PROMPT
Once the line holding "Titles per language" is found in the listing below, write it out and each later line exactly, up to and including the one holding "graph and glossary.".

SUPPLIED INFORMATION

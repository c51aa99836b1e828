//! Term cache loading
//!
//! Vocabularies are processed one after another. For each one the term set
//! is merged first, then the restrictions of the terms now cached. Once all
//! are merged the vocabularies become writable and restriction targets
//! still missing from the cache are fetched once.

use crate::error::SyncError;
use crate::fetch::{fetch_read_only_terms, fetch_restrictions, fetch_terms};
use crate::remote::Remote;
use crate::vocabulary::DiscoveredVocabulary;
use graphsync_model::{merge_terms, Iri, Term, Vocabulary, Workspace};
use indexmap::IndexSet;

/// Outcome of a term load
#[derive(Debug, Clone, Default, PartialEq, Eq)]
pub struct TermLoadReport {
    /// Vocabularies processed
    pub vocabularies: usize,
    /// Terms not cached before
    pub new_terms: usize,
    /// Restriction targets fetched from outside the vocabularies
    pub resolved_targets: usize,
}

/// Merge the terms of every discovered vocabulary into the cache
///
/// # Errors
/// The first failed fetch aborts the load. Vocabularies merged before it
/// keep their terms but stay read-only.
pub async fn load_terms(
    ws: &mut Workspace,
    remote: &Remote,
    discovered: &[DiscoveredVocabulary],
) -> Result<TermLoadReport, SyncError> {
    let mut report = TermLoadReport::default();

    for vocabulary in discovered {
        let scope = vocabulary.scope();
        let terms = fetch_terms(remote, &scope).await?;
        let fetched = terms.len();
        report.new_terms += merge_terms(&mut ws.terms, terms.into_values());

        let restrictions = fetch_restrictions(remote, &scope).await?;
        let known: Vec<Term> = restrictions
            .into_values()
            .filter(|term| ws.terms.contains_key(&term.iri))
            .collect();
        merge_terms(&mut ws.terms, known);

        report.vocabularies += 1;
        tracing::debug!(vocabulary = %vocabulary.iri, terms = fetched, "vocabulary terms merged");
    }

    for vocabulary in discovered {
        bind_writable(ws, vocabulary);
    }

    report.resolved_targets = resolve_restriction_targets(ws, remote).await?;
    tracing::info!(
        vocabularies = report.vocabularies,
        new_terms = report.new_terms,
        resolved = report.resolved_targets,
        "term cache loaded"
    );
    Ok(report)
}

fn bind_writable(ws: &mut Workspace, discovered: &DiscoveredVocabulary) {
    let vocabulary = ws
        .vocabularies
        .entry(discovered.iri.clone())
        .or_insert_with(|| Vocabulary::read_only(discovered.iri.clone()));
    vocabulary.read_only = false;
    vocabulary.graph = Some(discovered.graph.clone());
    vocabulary.glossary = Some(discovered.glossary.clone());
    if discovered.change_context.is_some() {
        vocabulary.change_context.clone_from(&discovered.change_context);
    }
}

/// URI-shaped restriction targets of writable terms absent from the cache
#[must_use]
pub fn missing_restriction_targets(ws: &Workspace) -> Vec<Iri> {
    let mut missing: IndexSet<Iri> = IndexSet::new();
    for term in ws.terms.values() {
        let writable = term
            .vocabulary
            .as_ref()
            .is_some_and(|v| ws.vocabularies.get(v).is_some_and(|v| !v.read_only));
        if !writable {
            continue;
        }
        for restriction in &term.restrictions {
            if restriction.target.is_uri_shaped() && !ws.terms.contains_key(&restriction.target) {
                missing.insert(restriction.target.clone());
            }
        }
    }
    missing.into_iter().collect()
}

async fn resolve_restriction_targets(ws: &mut Workspace, remote: &Remote) -> Result<usize, SyncError> {
    let missing = missing_restriction_targets(ws);
    if missing.is_empty() {
        return Ok(0);
    }
    let fetched = fetch_read_only_terms(remote, &missing).await?;
    let found = fetched.len();
    if found < missing.len() {
        tracing::debug!(
            requested = missing.len(),
            found,
            "some restriction targets are not terms of any vocabulary"
        );
    }
    ws.insert_cache_terms(fetched);
    Ok(found)
}

#[cfg(test)]
mod tests {
    use super::*;
    use graphsync_test_utils::workspace;

    #[test]
    fn missing_targets_only_from_writable_terms() {
        let mut ws = workspace();
        ws.vocabularies.insert(
            "http://v".into(),
            Vocabulary::writable("http://v".into(), "http://g".into(), "http://s".into()),
        );
        ws.vocabularies
            .insert("http://ro".into(), Vocabulary::read_only("http://ro".into()));
        ws.terms.insert(
            "http://a".into(),
            Term::new("http://a")
                .in_vocabulary("http://v")
                .with_restriction("http://p", "http://b")
                .with_restriction("http://p", "http://external")
                .with_restriction("http://p", "literal"),
        );
        ws.terms.insert("http://b".into(), Term::new("http://b").in_vocabulary("http://v"));
        ws.terms.insert(
            "http://c".into(),
            Term::new("http://c")
                .in_vocabulary("http://ro")
                .with_restriction("http://p", "http://elsewhere"),
        );

        assert_eq!(missing_restriction_targets(&ws), vec![Iri::from("http://external")]);
    }
}
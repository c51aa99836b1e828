//! Vocabulary context loading
//!
//! Discovers which vocabularies live in the resolved contexts, registers them
//! in the workspace and names the workspace after them. Metadata and the
//! cache index are supplementary: their failures are logged and swallowed.

use crate::config::LanguageConfig;
use crate::error::SyncError;
use crate::fetch::{fetch_cache_index, fetch_vocabulary_metadata};
use crate::remote::Remote;
use graphsync_gateway::records::VocabularyContextRecord;
use graphsync_gateway::VocabularyScope;
use graphsync_model::{Iri, LangMap, Vocabulary, Workspace};
use indexmap::IndexMap;

/// A vocabulary found in a context
#[derive(Debug, Clone, PartialEq, Eq)]
pub struct DiscoveredVocabulary {
    /// Vocabulary
    pub iri: Iri,
    /// Graph context holding it
    pub graph: Iri,
    /// Glossary
    pub glossary: Iri,
    /// Titles per language
    pub names: LangMap,
    /// Change-tracking context, when any binding carries one
    pub change_context: Option<Iri>,
}

impl DiscoveredVocabulary {
    /// Term query scope
    #[must_use]
    pub fn scope(&self) -> VocabularyScope {
        VocabularyScope {
            graph: self.graph.clone(),
            glossary: self.glossary.clone(),
            vocabulary: self.iri.clone(),
        }
    }
}

/// Group discovery rows by vocabulary
///
/// The first row of a vocabulary fixes its graph and glossary.
pub fn group_vocabularies(rows: Vec<VocabularyContextRecord>) -> Vec<DiscoveredVocabulary> {
    let mut grouped: IndexMap<Iri, DiscoveredVocabulary> = IndexMap::new();
    for row in rows {
        let entry = grouped
            .entry(row.vocabulary.clone())
            .or_insert_with(|| DiscoveredVocabulary {
                iri: row.vocabulary.clone(),
                graph: row.context.clone(),
                glossary: row.glossary.clone(),
                names: LangMap::new(),
                change_context: None,
            });
        if row.change_context.is_some() {
            entry.change_context = row.change_context;
        }
        entry.names.insert(row.label.lang, row.label.text);
    }
    grouped.into_values().collect()
}

/// Load the vocabulary cache index; failures are swallowed
///
/// Returns the number of indexed vocabularies.
pub async fn load_cache_index(ws: &mut Workspace, remote: &Remote) -> usize {
    let Some(cache_context) = ws.settings.cache_context.clone() else {
        tracing::debug!("no cache context configured");
        return 0;
    };
    match fetch_cache_index(remote, &cache_context).await {
        Ok(index) => {
            ws.cache_index = index;
            tracing::debug!(vocabularies = ws.cache_index.len(), "cache index loaded");
            ws.cache_index.len()
        }
        Err(e) => {
            tracing::warn!(error = %e, "cache index unavailable");
            0
        }
    }
}

/// Discover vocabularies in the workspace contexts and register them
///
/// Registered vocabularies stay read-only until their terms are loaded.
///
/// # Errors
/// - [`SyncError::NoVocabulariesFound`] when discovery returns no rows
/// - remote failures of the discovery query
pub async fn discover_vocabularies(
    ws: &mut Workspace,
    remote: &Remote,
    languages: &IndexMap<String, LanguageConfig>,
) -> Result<Vec<DiscoveredVocabulary>, SyncError> {
    let contexts = ws.settings.context_iris.clone();
    let rows: Vec<VocabularyContextRecord> = remote
        .select(&remote.queries().vocabulary_contexts(&contexts))
        .await?;
    if rows.is_empty() {
        return Err(SyncError::NoVocabulariesFound {
            contexts: contexts.len(),
        });
    }

    let discovered = group_vocabularies(rows);
    for vocabulary in &discovered {
        register(ws, vocabulary);
    }
    tracing::info!(vocabularies = discovered.len(), "vocabularies discovered");

    let glossaries: Vec<Iri> = discovered.iter().map(|v| v.glossary.clone()).collect();
    match fetch_vocabulary_metadata(remote, &glossaries).await {
        Ok(metadata) => {
            for vocabulary in ws.vocabularies.values_mut() {
                let Some(entry) = vocabulary
                    .glossary
                    .as_ref()
                    .and_then(|glossary| metadata.get(glossary))
                else {
                    continue;
                };
                if entry.namespace.is_some() {
                    vocabulary.namespace.clone_from(&entry.namespace);
                }
                vocabulary
                    .descriptions
                    .extend(entry.descriptions.iter().map(|(l, d)| (l.clone(), d.clone())));
            }
        }
        Err(e) => tracing::warn!(error = %e, "vocabulary metadata unavailable"),
    }

    apply_workspace_name(ws, &discovered, languages);
    Ok(discovered)
}

fn register(ws: &mut Workspace, discovered: &DiscoveredVocabulary) {
    let vocabulary = ws
        .vocabularies
        .entry(discovered.iri.clone())
        .or_insert_with(|| Vocabulary::read_only(discovered.iri.clone()));
    vocabulary.graph = Some(discovered.graph.clone());
    vocabulary.glossary = Some(discovered.glossary.clone());
    vocabulary
        .names
        .extend(discovered.names.iter().map(|(l, n)| (l.clone(), n.clone())));
}

/// Name the workspace after its vocabularies
///
/// One vocabulary lends its titles; several produce "<count> <plural>" per
/// supported language.
pub fn apply_workspace_name(
    ws: &mut Workspace,
    discovered: &[DiscoveredVocabulary],
    languages: &IndexMap<String, LanguageConfig>,
) {
    match discovered {
        [] => {}
        [only] => ws.settings.name = only.names.clone(),
        many => {
            let count = many.len();
            ws.settings.name = languages
                .iter()
                .map(|(lang, config)| (lang.clone(), format!("{count} {}", config.plural_for(count))))
                .collect();
        }
    }
}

RESPONSE BELOW
    /// Titles per language
    pub names: LangMap,
    /// Change-tracking context, when any binding carries one
    pub change_context: Option<Iri>,
}

impl DiscoveredVocabulary {
    /// Term query scope
    #[must_use]
    pub fn scope(&self) -> VocabularyScope {
        VocabularyScope {
            graph: self.graph.clone(),
            glossary: self.glossary.clone(),
            vocabulary: self.iri.clone(),
        }
    }
}

/// Group discovery rows by vocabulary
///
/// The first row of a vocabulary fixes its graph and glossary.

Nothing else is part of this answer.